DATASET EXTRACT -
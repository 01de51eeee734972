//! Rules engine trait and the classic rule set.
//!
//! The engine asks a `RulesEngine`:
//! - Where a token would land for a roll (or why it cannot move)
//! - Which tokens a player may move
//! - How a move changes the state: captures, win, turn hand-off
//!
//! `ClassicRules` is the standard game; its knobs come from `RulesConfig`.

use rustc_hash::FxHashMap;
use smallvec::SmallVec;
use tracing::info;

use super::error::MoveRejection;
use crate::board::{absolute_index, is_safe_cell};
use crate::core::{
    Captures, Color, GameState, MoveRecord, OvershootPolicy, RulesConfig, Token, TokenId,
    TokenStatus, HOME_POSITION, MAIN_PATH_END,
};

/// A validated move, ready to apply.
#[derive(Clone, Debug, PartialEq, Eq)]
pub struct MovePlan {
    /// The token to move.
    pub token: TokenId,

    /// The die value being consumed.
    pub roll: u8,

    /// Position before the move.
    pub from: i8,

    /// Position after the move.
    pub to: u8,

    /// Opponent tokens the move lands on.
    pub captures: Captures,
}

/// What applying a move did.
#[derive(Clone, Debug, PartialEq, Eq)]
pub struct MoveOutcome {
    /// History entry for the move.
    pub record: MoveRecord,

    /// The mover has all four tokens home.
    pub won: bool,

    /// The mover keeps the turn.
    pub bonus: bool,
}

/// Which tokens occupy each outer-path cell.
///
/// Only Active tokens on the shared main path are indexed; home-stretch
/// tokens are unreachable by opponents.
#[derive(Clone, Debug, Default)]
pub struct Occupancy {
    cells: FxHashMap<usize, SmallVec<[TokenId; 4]>>,
}

impl Occupancy {
    /// Index every token on the main path.
    #[must_use]
    pub fn of(state: &GameState) -> Self {
        let mut cells: FxHashMap<usize, SmallVec<[TokenId; 4]>> = FxHashMap::default();
        for token in state.tokens() {
            if let Some(position) = token.main_path_position() {
                cells
                    .entry(absolute_index(token.color(), position))
                    .or_default()
                    .push(token.id());
            }
        }
        Self { cells }
    }

    /// Tokens on an absolute path cell.
    #[must_use]
    pub fn at(&self, path_index: usize) -> &[TokenId] {
        self.cells.get(&path_index).map(|v| v.as_slice()).unwrap_or(&[])
    }

    /// Tokens of colors other than `color` on a path cell.
    pub fn opponents_at(&self, path_index: usize, color: Color) -> impl Iterator<Item = TokenId> + '_ {
        self.at(path_index)
            .iter()
            .copied()
            .filter(move |id| id.color() != color)
    }
}

/// Rules engine trait.
///
/// ## Implementation Notes
///
/// - `target_position`: legality for one token in isolation
/// - `plan_move`: full preconditions against a snapshot (turn, dice, status)
/// - `apply_move`: mutate a snapshot the caller owns; must be deterministic
pub trait RulesEngine {
    /// Get the rules configuration.
    fn config(&self) -> &RulesConfig;

    /// Where `token` lands with `roll`, ignoring whose turn it is.
    fn target_position(&self, token: &Token, roll: u8) -> Result<u8, MoveRejection>;

    /// Validate moving `token` by the pending roll in `state`.
    fn plan_move(&self, state: &GameState, token: TokenId) -> Result<MovePlan, MoveRejection>;

    /// Apply a plan from [`RulesEngine::plan_move`] on the same snapshot.
    fn apply_move(&self, state: &mut GameState, plan: &MovePlan) -> MoveOutcome;

    /// The winner, if the game is over.
    fn is_terminal(&self, state: &GameState) -> Option<Color> {
        state.winner()
    }

    // === Convenience Methods ===

    /// Tokens of `color` that may move with `roll`.
    fn legal_moves(&self, state: &GameState, color: Color, roll: u8) -> Vec<TokenId> {
        state
            .player(color)
            .tokens()
            .iter()
            .filter(|t| self.target_position(t, roll).is_ok())
            .map(Token::id)
            .collect()
    }

    /// Whether `color` has any move with `roll`.
    fn has_legal_move(&self, state: &GameState, color: Color, roll: u8) -> bool {
        state
            .player(color)
            .tokens()
            .iter()
            .any(|t| self.target_position(t, roll).is_ok())
    }
}

/// The standard rule set.
#[derive(Clone, Debug, Default)]
pub struct ClassicRules {
    config: RulesConfig,
}

impl ClassicRules {
    /// Create rules from a configuration.
    #[must_use]
    pub fn new(config: RulesConfig) -> Self {
        Self { config }
    }

    fn captures_at(&self, state: &GameState, color: Color, to: u8) -> Captures {
        if to > MAIN_PATH_END {
            return Captures::new();
        }
        let cell = absolute_index(color, to);
        if is_safe_cell(cell) {
            return Captures::new();
        }
        Occupancy::of(state).opponents_at(cell, color).collect()
    }
}

impl RulesEngine for ClassicRules {
    fn config(&self) -> &RulesConfig {
        &self.config
    }

    fn target_position(&self, token: &Token, roll: u8) -> Result<u8, MoveRejection> {
        match token.status() {
            TokenStatus::Home => Err(MoveRejection::AlreadyHome(token.id())),
            TokenStatus::InBase if roll == self.config.release_roll => Ok(0),
            TokenStatus::InBase => Err(MoveRejection::NeedsReleaseRoll {
                token: token.id(),
                needed: self.config.release_roll,
                rolled: roll,
            }),
            TokenStatus::Active => {
                let position = token.position() as u8;
                let to = position + roll;
                if to <= HOME_POSITION {
                    Ok(to)
                } else {
                    match self.config.overshoot {
                        OvershootPolicy::Clamp => Ok(HOME_POSITION),
                        OvershootPolicy::Reject => Err(MoveRejection::Overshoot {
                            token: token.id(),
                            position,
                            roll,
                        }),
                    }
                }
            }
        }
    }

    fn plan_move(&self, state: &GameState, token: TokenId) -> Result<MovePlan, MoveRejection> {
        if state.is_finished() {
            return Err(MoveRejection::GameOver);
        }
        let roll = state.dice_value().ok_or(MoveRejection::NoDiceValue)?;
        if token.color() != state.current_turn() {
            return Err(MoveRejection::NotYourTurn {
                token,
                current: state.current_turn(),
            });
        }

        let current = state.token(token);
        let to = self.target_position(current, roll)?;

        Ok(MovePlan {
            token,
            roll,
            from: current.position(),
            to,
            captures: self.captures_at(state, token.color(), to),
        })
    }

    fn apply_move(&self, state: &mut GameState, plan: &MovePlan) -> MoveOutcome {
        let color = plan.token.color();

        state.token_mut(plan.token).place(plan.to);
        for &captured in &plan.captures {
            info!(%captured, by = %plan.token, "token captured");
            state.token_mut(captured).send_to_base();
        }

        let record = MoveRecord {
            token: plan.token,
            roll: plan.roll,
            from: plan.from,
            to: plan.to as i8,
            captured: plan.captures.clone(),
            turn: state.turn_number(),
        };
        state.record_move(record.clone());
        state.set_dice_value(None);

        let won = state.player(color).has_finished();
        let bonus = !won && (record.is_capture() || plan.roll == self.config.bonus_roll);

        if won {
            info!(%color, "game won");
            state.declare_winner(color);
        } else if !bonus {
            state.advance_turn();
        }

        MoveOutcome { record, won, bonus }
    }
}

WORK INSTRUCTIONS - Look through the material above for the string "Where" and copy each line that has it.

RESPONSE -
//! - Where a token would land for a roll (or why it cannot move)
    /// Where `token` lands with `roll`, ignoring whose turn it is.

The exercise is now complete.